Tuesday, July 31, 2012

Vernier caliper

D’you ever wonder if you are the completely stupidest pillock in the entire galaxy? D’you ever wonder if, in the furthermost spiral arm of the Andromeda Nebula there exists a small inhabitable exoplanet on which there has evolved a tiny bacterium that is actually stupider than you yourself are? - I do this daily. I take a pre-existing object, for which I have extracted good money from my wallet and handed it to Scott at Rural Supplies where he occasionally has decent engineering tools but mostly has cheap Chinese crap, and I place it in an abstracted fashion in some obscure place where I will never, ever find it again.
Today it was the Vernier caliper. Again. I carry a Vernier round the workshop almost all the time because I have not got enough intelligence to devise a system of keeping all my 1.75 inch tubing in one labelled spot and all my 48mm tubing in another labelled spot, and when I have selected the correct piece of tubing I lose interest and wander off and the Vernier caliper disappears for approximately ever.
Bastard.
Then follows the long and tedious process of Tidying Up, by which everything gets itself found again. Mostly, glasses. You know you are getting Elderly when you put your glasses down and wander off and your senile mind can’t recall where you were or what you were doing when or why you took them off, and you know you’re already Elderly because when you were young and agile you didn’t need glasses in the first place and wondered what it would be like to be your father who was unable to see anything at all without an optical instrument in front of his head, mostly a microscope or a telescope but sometimes mere spectacles.

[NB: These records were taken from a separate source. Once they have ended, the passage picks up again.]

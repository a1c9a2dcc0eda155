//! Toon soften pass: a separable blur with selectable filter.
//!
//! Each output span pulls a padded block of input rows, blurs it
//! vertically, then horizontally, and writes the span. Input outside the
//! image is edge-clamped by the [`RowSource`](pixfx_core::RowSource).
//!
//! # Filters
//!
//! | Filter      | Weight at offset `i` (before normalization) |
//! |-------------|----------------------------------------------|
//! | `Box`       | coverage of pixel `i` by a box of width `size` |
//! | `Triangle`  | `1 - abs(i) / (size / 2 + 1)` |
//! | `Quadratic` | quadratic B-spline stretched over `size / 2 + 1` |
//! | `Gaussian`  | `exp(-i^2 / 2 sigma^2)`, `sigma = size / 4` |

use pixfx_core::{ChannelSet, Format, PixelSpan, Row};
use serde::{Deserialize, Serialize};

use crate::error::{ensure_range, OpsError};
use crate::{AbortFlag, ChannelSpec, Effect, OpsResult, SpanBuffers, SpanOutcome};

/// Largest accepted blur size in pixels.
pub const MAX_SIZE: f32 = 1024.0;

/// Blur sizes below this are treated as no blur.
pub const MIN_SIZE: f32 = 1.0e-3;

/// Blur filter.
#[derive(Debug, Clone, Copy, PartialEq, Eq, Default, Serialize, Deserialize)]
#[serde(rename_all = "snake_case")]
pub enum ToonFilter {
    /// Flat box.
    Box,
    /// Linear falloff.
    Triangle,
    /// Quadratic B-spline.
    Quadratic,
    /// Gaussian with `sigma = size / 4`.
    #[default]
    Gaussian,
}

impl ToonFilter {
    /// Normalized kernel weights for a blur of `size` pixels.
    ///
    /// The kernel has `2 * radius + 1` taps centered on the middle one.
    /// A size below [`MIN_SIZE`] returns the single tap `[1.0]`.
    pub fn weights(self, size: f32) -> Vec<f32> {
        if size.is_nan() || size < MIN_SIZE {
            return vec![1.0];
        }
        let half = size / 2.0;
        let radius = match self {
            Self::Gaussian => (3.0 * size / 4.0).ceil(),
            _ => half.ceil(),
        } as i32;

        let mut weights: Vec<f32> = (-radius..=radius)
            .map(|i| self.weight(i as f32, half))
            .collect();
        let sum: f32 = weights.iter().sum();
        for w in &mut weights {
            *w /= sum;
        }
        weights
    }

    fn weight(self, i: f32, half: f32) -> f32 {
        let d = i.abs();
        match self {
            Self::Box => ((d + 0.5).min(half) - (d - 0.5).max(-half)).clamp(0.0, 1.0),
            Self::Triangle => (1.0 - d / (half + 1.0)).max(0.0),
            Self::Quadratic => {
                let u = 1.5 * d / (half + 1.0);
                if u < 0.5 {
                    0.75 - u * u
                } else if u < 1.5 {
                    0.5 * (1.5 - u) * (1.5 - u)
                } else {
                    0.0
                }
            }
            Self::Gaussian => {
                let sigma = half / 2.0;
                (-(d * d) / (2.0 * sigma * sigma)).exp()
            }
        }
    }
}

/// Derived toon parameters.
#[derive(Debug, Clone, PartialEq)]
pub struct ToonParams {
    /// Filter in use.
    pub filter: ToonFilter,
    /// Horizontal kernel.
    pub horizontal: Vec<f32>,
    /// Vertical kernel.
    pub vertical: Vec<f32>,
}

impl ToonParams {
    /// Builds both kernels for a `[width, height]` blur size.
    pub fn new(size: [f32; 2], filter: ToonFilter) -> Self {
        Self {
            filter,
            horizontal: filter.weights(size[0]),
            vertical: filter.weights(size[1]),
        }
    }

    /// Horizontal padding in pixels.
    #[inline]
    pub fn radius_x(&self) -> i32 {
        (self.horizontal.len() / 2) as i32
    }

    /// Vertical padding in pixels.
    #[inline]
    pub fn radius_y(&self) -> i32 {
        (self.vertical.len() / 2) as i32
    }

    /// Returns `true` when both kernels are a single tap.
    pub fn is_identity(&self) -> bool {
        self.horizontal.len() == 1 && self.vertical.len() == 1
    }
}

/// Toon settings as stored in presets.
#[derive(Debug, Clone, PartialEq, Serialize, Deserialize)]
#[serde(default)]
pub struct ToonSettings {
    /// Blur size `[width, height]` in pixels.
    #[serde(alias = "soften")]
    pub size: [f32; 2],
    /// Filter.
    pub filter: ToonFilter,
}

impl Default for ToonSettings {
    fn default() -> Self {
        Self {
            size: [10.0, 10.0],
            filter: ToonFilter::Gaussian,
        }
    }
}

/// The toon soften effect.
#[derive(Debug, Clone, Copy, Default)]
pub struct Toon;

impl Effect for Toon {
    const NAME: &'static str = "toon";
    type Settings = ToonSettings;
    type Params = ToonParams;

    fn derive_params(settings: &ToonSettings, _format: Format) -> OpsResult<ToonParams> {
        let [w, h] = settings.size;
        if w < 0.0 || h < 0.0 {
            return Err(OpsError::invalid("size", format!("[{w}, {h}] must not be negative")));
        }
        let size = [
            ensure_range("size", w, 0.0, MAX_SIZE)?,
            ensure_range("size", h, 0.0, MAX_SIZE)?,
        ];
        Ok(ToonParams::new(size, settings.filter))
    }

    fn required_channels(_params: &ToonParams) -> ChannelSpec {
        ChannelSpec::PER_CHANNEL
    }

    fn process_span(
        params: &ToonParams,
        span: PixelSpan,
        inputs: &SpanBuffers<'_>,
        channels: ChannelSet,
        out: &mut Row,
        abort: &AbortFlag,
    ) -> SpanOutcome {
        let Some(source) = inputs.sources.first() else {
            return SpanOutcome::Completed;
        };
        if params.is_identity() {
            return SpanOutcome::Completed;
        }

        let rx = params.radius_x();
        let ry = params.radius_y();
        let padded = span.padded(rx);
        let rows: Vec<Row> = (span.y - ry..=span.y + ry)
            .map(|y| source.fetch_row(y, padded.x, padded.r, channels))
            .collect();

        let mut column = vec![0.0f32; padded.width()];
        for ch in channels.iter() {
            if abort.is_aborted() {
                return SpanOutcome::Aborted;
            }

            column.fill(0.0);
            for (row, &w) in rows.iter().zip(&params.vertical) {
                for (acc, &v) in column.iter_mut().zip(row.channel(ch)) {
                    *acc += w * v;
                }
            }

            let dst = out.writable_span(ch, span.x, span.r);
            for (k, d) in dst.iter_mut().enumerate() {
                *d = column[k..k + params.horizontal.len()]
                    .iter()
                    .zip(&params.horizontal)
                    .map(|(&v, &w)| v * w)
                    .sum();
            }
        }
        SpanOutcome::Completed
    }
}

#[cfg(test)]
mod tests {
    use super::*;
    use approx::assert_abs_diff_eq;

    #[test]
    fn weights_are_normalized_and_symmetric() {
        for filter in [
            ToonFilter::Box,
            ToonFilter::Triangle,
            ToonFilter::Quadratic,
            ToonFilter::Gaussian,
        ] {
            for size in [0.5, 1.0, 3.0, 10.0, 25.0] {
                let w = filter.weights(size);
                assert_eq!(w.len() % 2, 1, "{filter:?} {size}");
                assert_abs_diff_eq!(w.iter().sum::<f32>(), 1.0, epsilon = 1e-5);
                let n = w.len();
                for i in 0..n / 2 {
                    assert_abs_diff_eq!(w[i], w[n - 1 - i], epsilon = 1e-7);
                }
                let center = w[n / 2];
                assert!(w.iter().all(|&x| x <= center + 1e-7));
            }
        }
    }

    #[test]
    fn zero_size_is_single_tap() {
        assert_eq!(ToonFilter::Gaussian.weights(0.0), vec![1.0]);
        assert!(ToonParams::new([0.0, 0.0], ToonFilter::Box).is_identity());
        let params = ToonParams::new([4.0, 0.0], ToonFilter::Box);
        assert_eq!(params.radius_x(), 2);
        assert_eq!(params.radius_y(), 0);
    }

    #[test]
    fn subpixel_size_is_single_tap() {
        for filter in [
            ToonFilter::Box,
            ToonFilter::Triangle,
            ToonFilter::Quadratic,
            ToonFilter::Gaussian,
        ] {
            assert_eq!(filter.weights(1.0e-25), vec![1.0], "{filter:?}");
            assert_eq!(filter.weights(f32::MIN_POSITIVE), vec![1.0], "{filter:?}");
            let w = filter.weights(MIN_SIZE);
            assert!(w.iter().all(|x| x.is_finite()), "{filter:?}");
            assert_abs_diff_eq!(w.iter().sum::<f32>(), 1.0, epsilon = 1e-5);
        }

        let settings = ToonSettings {
            size: [1.0e-25, 1.0e-25],
            ..Default::default()
        };
        let params = Toon::derive_params(&settings, Format::new(4, 4)).unwrap();
        assert!(params.is_identity());
    }

    #[test]
    fn box_weights() {
        // width 2: half pixels at each side
        let w = ToonFilter::Box.weights(2.0);
        assert_eq!(w.len(), 3);
        assert_abs_diff_eq!(w[0], 0.25, epsilon = 1e-6);
        assert_abs_diff_eq!(w[1], 0.5, epsilon = 1e-6);

        // width 3: three full taps, outer taps empty
        let w = ToonFilter::Box.weights(3.0);
        assert_eq!(w.len(), 5);
        assert_eq!(w[0], 0.0);
        assert_abs_diff_eq!(w[2], 1.0 / 3.0, epsilon = 1e-6);
    }

    #[test]
    fn derive_rejects_negative_size() {
        let settings = ToonSettings {
            size: [-1.0, 2.0],
            ..Default::default()
        };
        assert!(Toon::derive_params(&settings, Format::new(4, 4)).is_err());
        let params = Toon::derive_params(&ToonSettings::default(), Format::new(4, 4)).unwrap();
        assert_eq!(params.filter, ToonFilter::Gaussian);
        assert_eq!(params.horizontal.len(), 2 * 8 + 1);
    }
}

A father. And his ten-inch telescope. Which, at the time, was the biggest refractor in the Southern Hemisphere.
Once I lost an adjustable spanner. I put it down momentarily in a Convenient Spot and thirteen years later, when we came to move house, I found that the Convenient Spot had been the ladder hanging on hooks embedded in the side of the garage wall. Once I lost a fifteen mil spanner but that was because I left it on the wall outside when swapping Greg’s pedals for him, and a thieving bastard helped himself as he wandered by. Once I lost an assassin’s crossbow, which Mr. Elmy gave me and which I was a bit nonplussed by, but afterwards when discussing it with the late Dr. Flewett, who had made it and had given it to Mr. Elmy, which he revealed by stating that the only one of his assassins’ crossbows that was not in his own possession had been given to Mr. Elmy, did I discover that Mr. Elmy had been nonplussed by it as well. What are you supposed to do with an assassin’s crossbow anyway? Indeed, why was Dr. Flewett in the habit of making assassins’ crossbows? Did he really dislike his patients that much? - Um, knowing several general practitioners, Yes is the probable answer. - Anyway some future owner of this property is going to surprise himself by discovering a very small crossbow tucked away in a Safe Place somewhere, and it’s a very safe place indeed because I have no idea at all where I hid it.
Today, as stated, it was the Vernier. I found it, in the end, when I opened my notebook and discovered it had been promoted to a bookmark.
Still, at least the work bench’s a bit tidier.
Bastard.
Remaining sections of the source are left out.